Who exactly is Shark Stanley? Stanley is the face of the global shark awareness campaign dedicated to creating shark sanctuaries and supporting the proper management of sharks and rays. Shark Stanley is the brainchild of former Yale grad student Leah Meth and shark conservationist Angelo Villagomez from The Pew Charitable Trusts. They produced a book The Adventures of Shark Stanley and Friends in which several shark characters team up with kids to protect sharks. He has more than a dozen friends, including a lemon shark from TCI! An updated version of the book is being released in March 2015.

One of the big lessons Shark Stanley teachers is that healthy reefs need sharks. What does a shark have to do with coral reefs? Everything! Jackie Walker at Amanyara’s Nature Discovery Center along with Amy Avenant at DEMA and other individuals are working with Stanley to increase public awareness on why sharks are important to the ocean and to The TCI. Students at Osetta Jolly Primary School, Provo Primary School, British West Indies Collegiate, and TCI Middle School have listened to Stanley's book and learned about sharks in TCI's waters. The student's perception of sharks went from a fearful, “sharks are scary, they eat humans," to a more appreciative, "sharks eat fish for balance, they save the ocean." That is quite a change! The lessons also struck a chord with a teacher at Provo Primary School who said afterwards, "as someone who is slowly getting over a fear of the ocean and sharks in particular, this is something I really want to get involved with."

Shark Stanley has also been swimming about the island to various events and locations taking ‘selfies’ in the community.
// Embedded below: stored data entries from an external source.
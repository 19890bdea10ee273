//! Template types for the AutoDPIA tooling.
//!
//! This module defines the domain entities of a prompt template: steps,
//! parts, prompts and the catalogue records they are stored in.

use autodpia_core::{AppError, AppResult};
use serde::{Deserialize, Deserializer, Serialize};

use crate::ordered::OrderedMap;

/// Part title -> prompt, in display order.
pub type PartMap = OrderedMap<Prompt>;

/// Step key -> parts, in display order.
pub type StepMap = OrderedMap<PartMap>;

/// Title given to the single part of a freshly added step.
pub const DEFAULT_PART_TITLE: &str = "Role";

/// Upstream dependency of a prompt.
///
/// Both fields empty means the prompt has no dependency.
#[derive(Debug, Clone, Default, PartialEq, Eq, Serialize, Deserialize)]
pub struct PromptSource {
    /// Step key whose output feeds this prompt
    #[serde(rename = "Step", alias = "step", default)]
    pub step: String,

    /// Part title within that step
    #[serde(rename = "Section", alias = "section", default)]
    pub section: String,
}

impl PromptSource {
    pub fn new(step: impl Into<String>, section: impl Into<String>) -> Self {
        Self {
            step: step.into(),
            section: section.into(),
        }
    }

    /// True when no dependency is set.
    pub fn is_empty(&self) -> bool {
        self.step.is_empty() && self.section.is_empty()
    }
}

/// Editable prompt text of one part.
#[derive(Debug, Clone, Default, PartialEq, Eq, Serialize, Deserialize)]
#[serde(from = "PromptRepr")]
pub struct Prompt {
    /// Prompt text sent to the report generator
    pub content: String,

    /// Optional upstream dependency
    pub from: PromptSource,
}

impl Prompt {
    pub fn new(content: impl Into<String>) -> Self {
        Self {
            content: content.into(),
            from: PromptSource::default(),
        }
    }

    pub fn with_source(mut self, from: PromptSource) -> Self {
        self.from = from;
        self
    }
}

/// Accepted input shapes for a prompt.
///
/// Older template bodies map titles straight to prompt text.
#[derive(Deserialize)]
#[serde(untagged)]
enum PromptRepr {
    Text(String),
    Full {
        #[serde(default)]
        content: String,
        #[serde(default)]
        from: PromptSource,
    },
}

impl From<PromptRepr> for Prompt {
    fn from(repr: PromptRepr) -> Self {
        match repr {
            PromptRepr::Text(content) => Prompt::new(content),
            PromptRepr::Full { content, from } => Prompt { content, from },
        }
    }
}

/// Catalogue entry as served by template storage.
#[derive(Debug, Clone, PartialEq, Eq, Serialize, Deserialize)]
pub struct TemplateRecord {
    #[serde(rename = "tempName")]
    pub name: String,

    #[serde(rename = "userID", default)]
    pub owner_id: Option<i64>,

    /// JSON-encoded `StepMap`, empty when the template has no body yet
    #[serde(rename = "tempData", default, deserialize_with = "null_as_empty")]
    pub data: String,
}

impl TemplateRecord {
    pub fn is_builtin(&self) -> bool {
        is_builtin_owner(self.owner_id)
    }
}

fn is_builtin_owner(owner_id: Option<i64>) -> bool {
    matches!(owner_id, None | Some(0))
}

fn null_as_empty<'de, D: Deserializer<'de>>(deserializer: D) -> Result<String, D::Error> {
    Ok(Option::<String>::deserialize(deserializer)?.unwrap_or_default())
}

/// Parse a JSON-encoded structure. Blank input is an empty structure.
pub fn parse_structure(data: &str) -> AppResult<StepMap> {
    if data.trim().is_empty() {
        return Ok(StepMap::new());
    }
    serde_json::from_str(data)
        .map_err(|e| AppError::Load(format!("Invalid template structure: {}", e)))
}

/// Serialize a structure to its JSON wire form.
pub fn serialize_structure(structure: &StepMap) -> AppResult<String> {
    Ok(serde_json::to_string(structure)?)
}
He has been to Long Bay, Blue Hills, and even trick-or-treating! He handed out wristbands and read his book to excited children with Santa. It is not every day that you get the opportunity to hug a happy hammerhead and tweet @tcisharks or instagram #tcisharks. Shark Stanley is trying to change the global perception of sharks and to teach people to appreciate what sharks do in an ocean that humans so heavily depend on.

Stanley also teaches us about the top predator’s key role in the marine ecosystem. Sharks have been around for 450 million years and the ocean needs them. Healthy and biologically diverse shark populations are important to maintain the balance of marine life, including commercially important species that end up on our dinner plates. Ecosystems function as a check and balance system; things can get out of balance if you take out an important piece of the puzzle. Sharks keep fish populations in check and with their varied diet help to maintain the biodiversity coral reefs support. Algae would smother and kill the coral reef if sharks didn’t control the food chain; specifically both the carnivorous and herbivorous fish below them. No tourist wants to snorkel or dive on a reef overcome with algae, or one that is no longer alive.

Talking with marine biologists and experts in the field that have recently visited TCI, we have learned that many places around the world are experiencing a decline in shark populations, including here in the TCI. We still see sharks on almost every dive here, but their populations are a far cry from what they used to be. Scientists estimate that over 100 million sharks are killed every year in commercial fisheries. Nearly 30 percent of known shark species fully assessed by scientists are threatened with extinction and another 26 percent close to becoming threatened in the near future. The global shark population decline is immense; before we know it we will no longer get to experience these magnificent and humbling animals in our oceans and will be left with the consequences of an unbalanced marine ecosystem.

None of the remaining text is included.